あの芦田愛菜が6月23日の誕生日で、新成人となる。「Mother」(日本テレビ系)で大ブレイクして以来、女優業も学業も順風満帆に進んできた彼女だが、先月、複数メディアが「医学部内定」というデマを報じた。虚実入り乱れたネットニュース業界とはいえ、未成年者の個人情報のデマ拡散は越えてはならない一線を越えた感がある。それが結果として、彼女が幼い頃から育んできた夢を壊すことになるかもしれないのだ。
「彼女がどの学部を選んだとしても、卒業後の海外留学は既定路線でしょう」
そう話すのは、進学「内定」のデマを流された医学部関係者だ。
「内部進学の選考基準となるのは、高校3年間の成績です。3年生になったばかりで進学先が決まることはありませんし『内定』という制度はありません。デタラメもいいところです。記事が出たタイミングも悪い。あれは内部進学の選考基準になる定期テストの前でした。3年間の総合成績上位3%しか医学部には進学できません。定期テストでのたった1問のケアレスミスも、医学部志望者にとっては致命的になる。想像を絶する持久戦です」
大学受験を控えた多感な高校3年、しかも進路に影響する定期テストの前に、あたかも内部進学が決まっているかのような情報が流れることには、本人も周りも心穏やかではいられないだろう。
「愛菜ちゃんは『難病の人を救う新薬を作りたい』『専門的な仕事と家庭を両立できる』と語り、薬剤師や病理医といった理系女子のスペシャリストを目指してきました。ところが日本で病理医になるには、医学部卒業後、日本国内の病院で研修医として2年、さらに大学院やガン専門病院での4年以上の研修が必要となる。どんなに早くても、病理医になるのは29歳、30歳になってしまいます。そして懸念されるのが、内定デマ騒動の反響でわかったように、愛菜ちゃんが研修医になれば研修先、勤務先にストーカーやモンスター患者が押しかける恐れがあること。特に新型コロナ以降、医療現場は殺伐としており、患者と家族の暴力、暴言が増えています。ですが、病院は不審者でも患者と名乗られた以上、診療を拒否できません」
前出の医学部関係者はそう言って、顔を曇らせた。
研修先は研修医と受け入れ先、双方のマッチングで決まるため、警備が充実している都内の大学病院とは限らない。
「日本で病理医になるためには2年の研修医経験は必須ですから、医学部に進学したとしても、卒業後に海外留学するのが既定路線でしょう。病理医になるにも近道だし、欧米の製薬企業で新薬を作る研究職になる道も開けます。新型コロナの特効薬を愛菜ちゃんが作る可能性だってあるわけです。彼女の親族には商船会社の会長さんもいらっしゃるので、もともと国際的に活躍することを念頭に置いて教育されているはず」(前出・医学部関係者)
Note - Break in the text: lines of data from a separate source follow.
//! ai-wrapped CLI library exports.
//!
//! # Modules
//!
//! - `cli`: Command-line argument parsing with clap
//! - `commands`: Command implementations (analyze, decode, personas)

pub mod cli;
pub mod commands;

pub use cli::{Cli, Commands, OutputFormat};
pub use commands::{analyze, decode, error_headline, init_logging, personas, render_text};
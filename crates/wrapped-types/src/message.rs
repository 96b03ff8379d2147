//! Canonical conversation model.
//!
//! Every export format is decoded into these types at the parser boundary.
//! Nothing downstream of the parsers sees platform-specific shapes.

use chrono::{DateTime, Utc};
use serde::{Deserialize, Serialize};

/// Role of the message author
#[derive(Debug, Clone, Copy, PartialEq, Eq, Hash, Serialize, Deserialize)]
#[serde(rename_all = "snake_case")]
pub enum Author {
    /// The person who exported the history
    User,
    /// The AI assistant
    Assistant,
    /// Platform-internal instructions
    System,
    /// Tool invocations and results (counted in totals only)
    Tool,
}

impl std::fmt::Display for Author {
    fn fmt(&self, f: &mut std::fmt::Formatter<'_>) -> std::fmt::Result {
        match self {
            Author::User => write!(f, "user"),
            Author::Assistant => write!(f, "assistant"),
            Author::System => write!(f, "system"),
            Author::Tool => write!(f, "tool"),
        }
    }
}

/// A single chat turn.
///
/// Parsers guarantee `content` is non-empty (trimmed) and `timestamp` is a
/// real post-epoch instant.
#[derive(Debug, Clone, PartialEq, Serialize, Deserialize)]
pub struct Message {
    /// Who wrote the message
    pub author: Author,

    /// Plain-text content
    pub content: String,

    /// When the message was sent
    #[serde(with = "chrono::serde::ts_milliseconds")]
    pub timestamp: DateTime<Utc>,
}

impl Message {
    /// Create a new message.
    pub fn new(author: Author, content: impl Into<String>, timestamp: DateTime<Utc>) -> Self {
        Self {
            author,
            content: content.into(),
            timestamp,
        }
    }

    /// True if the user wrote this message.
    pub fn is_user(&self) -> bool {
        self.author == Author::User
    }

    /// True if the timestamp can be placed on a calendar.
    ///
    /// Epoch-zero (and earlier) instants come from incomplete export
    /// records and never count as activity.
    pub fn has_valid_timestamp(&self) -> bool {
        self.timestamp.timestamp_millis() > 0
    }

    /// Content length in characters.
    pub fn char_len(&self) -> usize {
        self.content.chars().count()
    }
}

/// A conversation thread in canonical form.
#[derive(Debug, Clone, PartialEq, Serialize, Deserialize)]
pub struct Conversation {
    /// Identifier, unique within one parsed batch
    pub id: String,

    /// Display title
    pub title: String,

    /// Creation time in seconds since the Unix epoch
    pub created_at: i64,

    /// Messages in chronological order
    pub messages: Vec<Message>,
}

impl Conversation {
    /// Title used when the export carries none.
    pub const UNTITLED: &'static str = "Untitled Conversation";

    /// Create a conversation, sorting messages chronologically.
    pub fn new(
        id: impl Into<String>,
        title: impl Into<String>,
        created_at: i64,
        mut messages: Vec<Message>,
    ) -> Self {
        messages.sort_by_key(|m| m.timestamp);
        Self {
            id: id.into(),
            title: title.into(),
            created_at,
            messages,
        }
    }

    /// Number of messages in the conversation.
    pub fn len(&self) -> usize {
        self.messages.len()
    }

    /// True if no messages survived parsing.
    pub fn is_empty(&self) -> bool {
        self.messages.is_empty()
    }
}
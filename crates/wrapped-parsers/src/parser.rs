//! Parser trait and platform dispatch.

use std::collections::HashSet;

use serde_json::Value;
use tracing::{debug, info};

use wrapped_types::{Conversation, Platform, WrappedError};

use crate::chatgpt::ChatGptParser;
use crate::claude::ClaudeParser;

/// Trait for platform-specific export decoders.
///
/// A decoder turns the raw export text into canonical conversations and
/// enforces the model invariants: no empty messages, no empty
/// conversations, messages in chronological order.
pub trait ExportParser: Send + Sync {
    /// Platform this parser understands.
    fn platform(&self) -> Platform;

    /// Decode an export document.
    ///
    /// Fails with [`WrappedError::Parse`] when the payload is not JSON, is
    /// not shaped like this platform's export, or yields no usable
    /// conversations.
    fn parse(&self, raw: &str) -> Result<Vec<Conversation>, WrappedError>;
}

/// Parser for a platform.
pub fn parser_for(platform: Platform) -> Box<dyn ExportParser> {
    match platform {
        Platform::ChatGpt => Box::new(ChatGptParser::new()),
        Platform::Claude => Box::new(ClaudeParser::new()),
    }
}

/// Resolve a platform selector and decode the document.
///
/// Unknown selectors fail with [`WrappedError::Configuration`].
pub fn parse_export(raw: &str, platform: &str) -> Result<Vec<Conversation>, WrappedError> {
    let platform: Platform = platform.parse()?;
    let conversations = parser_for(platform).parse(raw)?;
    info!(
        platform = %platform,
        conversations = conversations.len(),
        "Parsed export"
    );
    Ok(conversations)
}

/// Split a document into per-conversation JSON records.
///
/// Accepts a top-level array, or an object wrapping the array under
/// `conversations`.
pub(crate) fn conversation_records(
    raw: &str,
    platform: Platform,
) -> Result<Vec<Value>, WrappedError> {
    let document: Value = serde_json::from_str(raw)
        .map_err(|e| WrappedError::parse(platform, format!("not valid JSON ({e})")))?;

    match document {
        Value::Array(records) => Ok(records),
        Value::Object(mut map) => match map.remove("conversations") {
            Some(Value::Array(records)) => Ok(records),
            _ => Err(WrappedError::parse(
                platform,
                "expected an array of conversations",
            )),
        },
        _ => Err(WrappedError::parse(
            platform,
            "expected an array of conversations",
        )),
    }
}

/// Pick a conversation id that is unique within the batch.
///
/// Missing ids are synthesized as `<platform>-<index>`; repeated ids get the
/// record index appended.
pub(crate) fn unique_id(
    candidate: Option<String>,
    platform: Platform,
    index: usize,
    seen: &mut HashSet<String>,
) -> String {
    let base = candidate
        .map(|id| id.trim().to_string())
        .filter(|id| !id.is_empty())
        .unwrap_or_else(|| format!("{}-{index}", platform.id_prefix()));

    let id = if seen.contains(&base) {
        format!("{base}-{index}")
    } else {
        base
    };
    seen.insert(id.clone());
    id
}

/// Reject a batch that produced nothing usable.
pub(crate) fn require_conversations(
    platform: Platform,
    record_count: usize,
    conversations: Vec<Conversation>,
) -> Result<Vec<Conversation>, WrappedError> {
    if conversations.is_empty() {
        return Err(WrappedError::parse(
            platform,
            format!("no usable conversations found in {record_count} records"),
        ));
    }
    debug!(
        platform = %platform,
        records = record_count,
        kept = conversations.len(),
        "Finished decoding"
    );
    Ok(conversations)
}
ただ、2023年から、アメリカの医科大学が定めた「医療教育水準」の認定を受けていない日本の医学部の卒業生は、アメリカの大学や病院での研修ができなくなる。今までのように、医学部ならどこでもいいというわけにはいかなくなるのだ。医学部関係者が続ける。
「アメリカから認定を受けている当医学部の内部進学を志望するとしても、他大学の一般入試や推薦入試を受けるにしても、愛菜ちゃんに限らず今年の受験生にとって、医学部入試はより狭き門です」
芦田を一人の新成人女性として尊重せず、いつまでも「天才子役」「少女」としてイジっているから、妄想記事が出るのだろう。毎日、テレビCMで多才さを発揮している彼女には雑音だらけの日本を飛び出し、世界で大活躍してほしい…そう願う者は、自分だけではないはずだ。